_RECORDED DATA_.
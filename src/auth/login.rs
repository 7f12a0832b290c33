//! # Login Flow
//!
//! Validate `{email, password, role}`, probe the store, look the record up in
//! the role's collection through the query shim, check the password and sign
//! a session token.

use serde::{Deserialize, Serialize};
use serde_json::{Map, Value};

use crate::query_shim::{QueryShim, SqlTemplate};
use crate::store::{Document, ID_FIELD};

use super::errors::{AuthError, AuthResult};
use super::jwt::JwtManager;
use super::password::{coerce_to_string, is_present, verify_password};
use super::role::Role;

/// Login request body
///
/// Fields are loosely typed: clients send passwords as strings or numbers.
#[derive(Debug, Clone, Default, Serialize, Deserialize)]
pub struct LoginRequest {
    #[serde(default)]
    pub email: Value,
    #[serde(default)]
    pub password: Value,
    #[serde(default)]
    pub role: Value,
}

impl LoginRequest {
    pub fn new(email: impl Into<Value>, password: impl Into<Value>, role: impl Into<Value>) -> Self {
        Self {
            email: email.into(),
            password: password.into(),
            role: role.into(),
        }
    }
}

/// Public view of a credential record (never carries the password)
#[derive(Debug, Clone, PartialEq, Serialize, Deserialize)]
pub struct UserProfile {
    pub id: String,
    pub email: String,
    #[serde(default, skip_serializing_if = "Option::is_none")]
    pub name: Option<String>,
    pub role: Role,
    /// Role-specific attribute (subject, class or department)
    #[serde(flatten)]
    pub attributes: Map<String, Value>,
}

impl UserProfile {
    /// Build a profile from a stored record
    pub fn from_record(role: Role, record: &Document) -> Self {
        let text = |field: &str| {
            record
                .get(field)
                .filter(|v| !v.is_null())
                .map(coerce_to_string)
        };

        let mut attributes = Map::new();
        if let Some(attr) = role.profile_attribute() {
            if let Some(value) = record.get(attr) {
                attributes.insert(attr.to_string(), value.clone());
            }
        }

        Self {
            id: text(ID_FIELD).unwrap_or_default(),
            email: text("email").unwrap_or_default(),
            name: text("name").or_else(|| text("full_name")),
            role,
            attributes,
        }
    }
}

/// Successful login response
#[derive(Debug, Clone, Serialize, Deserialize)]
pub struct LoginResponse {
    pub success: bool,
    pub message: String,
    pub token: String,
    pub user: UserProfile,
}

/// Role-based login against the credential store
#[derive(Clone)]
pub struct LoginService {
    shim: QueryShim,
    jwt: JwtManager,
}

impl LoginService {
    pub fn new(shim: QueryShim, jwt: JwtManager) -> Self {
        Self { shim, jwt }
    }

    pub fn jwt(&self) -> &JwtManager {
        &self.jwt
    }

    /// Authenticate a request and issue a session token
    pub fn login(&self, request: &LoginRequest) -> AuthResult<LoginResponse> {
        if !is_present(&request.email)
            || !is_present(&request.password)
            || !is_present(&request.role)
        {
            tracing::warn!("login rejected: missing required fields");
            return Err(AuthError::MissingFields);
        }

        let role = match &request.role {
            Value::String(s) => s.parse::<Role>()?,
            other => return Err(AuthError::InvalidRole(other.to_string())),
        };
        let email = coerce_to_string(&request.email);
        tracing::info!(%email, %role, "login attempt");

        self.shim
            .query(&SqlTemplate::literal("SELECT 1 as connection_test"))?;

        let Some(record) = self.lookup(role, &request.email)?.into_iter().next() else {
            tracing::warn!(%email, %role, "login failed: no such user");
            return Err(AuthError::InvalidCredentials);
        };

        if !verify_password(record.get("password"), &request.password)? {
            tracing::warn!(%email, %role, "login failed: password mismatch");
            return Err(AuthError::InvalidCredentials);
        }

        let user = UserProfile::from_record(role, &record);
        let token = self.jwt.issue(&user)?;
        tracing::info!(%email, %role, user_id = %user.id, "login succeeded");

        Ok(LoginResponse {
            success: true,
            message: format!("Login successful - Welcome {}!", role),
            token,
            user,
        })
    }

    /// Find credential records by email in a role's collection
    fn lookup(&self, role: Role, email: &Value) -> AuthResult<Vec<Document>> {
        let mut fields = String::from("_id, email, password, name, full_name");
        if let Some(attr) = role.profile_attribute() {
            fields.push_str(", ");
            fields.push_str(attr);
        }

        let template = SqlTemplate::builder()
            .text(&format!("SELECT {} FROM ", fields))
            .value(role.collection())
            .text(" WHERE email = ")
            .value(email.clone())
            .build();

        Ok(self.shim.query(&template)?)
    }
}

#[cfg(test)]
mod tests {
    use super::*;
    use crate::auth::password::hash_password;
    use crate::store::seed::demo_store;
    use crate::store::{
        DocumentStore, Filter, FindOptions, MemoryStore, StoreError, StoreResult,
    };
    use serde_json::json;
    use std::sync::atomic::{AtomicUsize, Ordering};
    use std::sync::Arc;

    /// Store wrapper counting every call that reaches the backend
    struct CountingStore {
        inner: MemoryStore,
        calls: AtomicUsize,
    }

    impl DocumentStore for CountingStore {
        fn find(&self, c: &str, f: &Filter, o: &FindOptions) -> StoreResult<Vec<Document>> {
            self.calls.fetch_add(1, Ordering::SeqCst);
            self.inner.find(c, f, o)
        }
        fn count(&self, c: &str, f: &Filter) -> StoreResult<u64> {
            self.calls.fetch_add(1, Ordering::SeqCst);
            self.inner.count(c, f)
        }
        fn ping(&self) -> StoreResult<()> {
            self.calls.fetch_add(1, Ordering::SeqCst);
            self.inner.ping()
        }
        fn collection_names(&self) -> StoreResult<Vec<String>> {
            self.inner.collection_names()
        }
    }

    struct FailingStore;

    impl DocumentStore for FailingStore {
        fn find(&self, _: &str, _: &Filter, _: &FindOptions) -> StoreResult<Vec<Document>> {
            Err(StoreError::unavailable("connection reset"))
        }
        fn count(&self, _: &str, _: &Filter) -> StoreResult<u64> {
            Err(StoreError::unavailable("connection reset"))
        }
        fn ping(&self) -> StoreResult<()> {
            Ok(())
        }
        fn collection_names(&self) -> StoreResult<Vec<String>> {
            Ok(vec![])
        }
    }

    fn service_with(store: Arc<dyn DocumentStore>) -> LoginService {
        LoginService::new(QueryShim::new(store), JwtManager::with_default_ttl("test-secret"))
    }

    fn demo_service() -> LoginService {
        service_with(Arc::new(demo_store().unwrap()))
    }

    #[test]
    fn test_login_every_role() {
        let service = demo_service();
        let cases = [
            ("admin@school.com", "admin123", Role::Admin),
            ("teacher1@school.com", "teacher123", Role::Teacher),
            ("student1@school.com", "student123", Role::Student),
            ("staff1@school.com", "staff123", Role::Staff),
        ];

        for (email, password, role) in cases {
            let response = service
                .login(&LoginRequest::new(email, password, role.as_str()))
                .unwrap();
            assert!(response.success);
            assert_eq!(response.user.role, role);
            assert_eq!(service.jwt().verify(&response.token).unwrap().role, role);
        }
    }

    #[test]
    fn test_numeric_password_coercion() {
        let service = demo_service();
        let response = service
            .login(&LoginRequest::new("alan12@gmail.com", "12345678", "student"))
            .unwrap();
        assert_eq!(response.user.id, "student_002");
        assert_eq!(response.user.attributes["class"], json!("11th"));
        assert_eq!(response.message, "Login successful - Welcome student!");

        let result = service.login(&LoginRequest::new("alan12@gmail.com", "1234567", "student"));
        assert!(matches!(result, Err(AuthError::InvalidCredentials)));
    }

    #[test]
    fn test_numeric_password_in_request() {
        let service = demo_service();
        assert!(service
            .login(&LoginRequest::new("parve123@gmail.com", 12345678, "admin"))
            .is_ok());
    }

    #[test]
    fn test_wrong_password_for_string_row() {
        let service = demo_service();
        let result = service.login(&LoginRequest::new("teacher1@school.com", "nope", "teacher"));
        assert!(matches!(result, Err(AuthError::InvalidCredentials)));
    }

    #[test]
    fn test_unknown_email_is_401() {
        let service = demo_service();
        let err = service
            .login(&LoginRequest::new("ghost@school.com", "x", "student"))
            .unwrap_err();
        assert_eq!(err.status_code(), 401);
    }

    #[test]
    fn test_role_partitions_lookup() {
        let service = demo_service();
        let result = service.login(&LoginRequest::new("admin@school.com", "admin123", "student"));
        assert!(matches!(result, Err(AuthError::InvalidCredentials)));
    }

    #[test]
    fn test_missing_fields_skip_store() {
        let store = Arc::new(CountingStore {
            inner: demo_store().unwrap(),
            calls: AtomicUsize::new(0),
        });
        let service = service_with(store.clone());

        let requests = [
            LoginRequest::new(Value::Null, "pw", "admin"),
            LoginRequest::new("a@b.com", "", "admin"),
            LoginRequest::new("a@b.com", "pw", Value::Null),
            LoginRequest::default(),
        ];
        for request in &requests {
            let err = service.login(request).unwrap_err();
            assert!(matches!(err, AuthError::MissingFields));
            assert_eq!(err.status_code(), 400);
        }

        let err = service
            .login(&LoginRequest::new("a@b.com", "pw", "principal"))
            .unwrap_err();
        assert!(matches!(err, AuthError::InvalidRole(_)));

        assert_eq!(store.calls.load(Ordering::SeqCst), 0);
    }

    #[test]
    fn test_store_failure_is_500() {
        let service = service_with(Arc::new(FailingStore));
        let err = service
            .login(&LoginRequest::new("a@b.com", "pw", "admin"))
            .unwrap_err();
        assert_eq!(err.status_code(), 500);
        assert!(err.to_string().contains("connection reset"));
    }

    #[test]
    fn test_hashed_row_login() {
        let store = MemoryStore::from_value(json!({
            "staff": [{
                "_id": "staff_009",
                "email": "ops@school.com",
                "password": hash_password("s3cret").unwrap(),
                "full_name": "Ops Person",
                "department": "Facilities"
            }]
        }))
        .unwrap();
        let service = service_with(Arc::new(store));

        let response = service
            .login(&LoginRequest::new("ops@school.com", "s3cret", "staff"))
            .unwrap();
        assert_eq!(response.user.name.as_deref(), Some("Ops Person"));
        assert_eq!(response.user.attributes["department"], json!("Facilities"));

        assert!(service
            .login(&LoginRequest::new("ops@school.com", "S3cret", "staff"))
            .is_err());
    }

    #[test]
    fn test_argon2_prefixed_plaintext_row_login() {
        let store = MemoryStore::from_value(json!({
            "student": [{ "email": "x@y.com", "password": "$argon2rocks" }]
        }))
        .unwrap();
        let service = service_with(Arc::new(store));

        assert!(service
            .login(&LoginRequest::new("x@y.com", "$argon2rocks", "student"))
            .is_ok());
        let result = service.login(&LoginRequest::new("x@y.com", "$argon2", "student"));
        assert!(matches!(result, Err(AuthError::InvalidCredentials)));
    }

    #[test]
    fn test_unusable_hash_is_500() {
        let store = MemoryStore::from_value(json!({
            "admin": [{
                "email": "root@school.com",
                "password": "$argon2id$v=19$m=1,t=1,p=1$c29tZXNhbHQ$AAAAAAAAAAAAAAAAAAAAAAAAAAAAAAAAAAAAAAAAAAA"
            }]
        }))
        .unwrap();
        let err = service_with(Arc::new(store))
            .login(&LoginRequest::new("root@school.com", "pw", "admin"))
            .unwrap_err();
        assert_eq!(err.status_code(), 500);
        assert_eq!(err.error_code(), "HASHING_FAILED");
    }

    #[test]
    fn test_profile_omits_password() {
        let service = demo_service();
        let response = service
            .login(&LoginRequest::new("teacher2@school.com", "teacher456", "teacher"))
            .unwrap();
        let json = serde_json::to_value(&response.user).unwrap();
        assert!(json.get("password").is_none());
        assert_eq!(json["subject"], json!("English"));
        assert_eq!(json["role"], json!("teacher"));
    }
}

_WHAT THE EXERCISE ASKS_.
All lines in the entries above that include "Debug" should be found and copied.

_YOUR SOLUTION_.
#[derive(Debug, Clone, Default, Serialize, Deserialize)]
#[derive(Debug, Clone, PartialEq, Serialize, Deserialize)]
#[derive(Debug, Clone, Serialize, Deserialize)]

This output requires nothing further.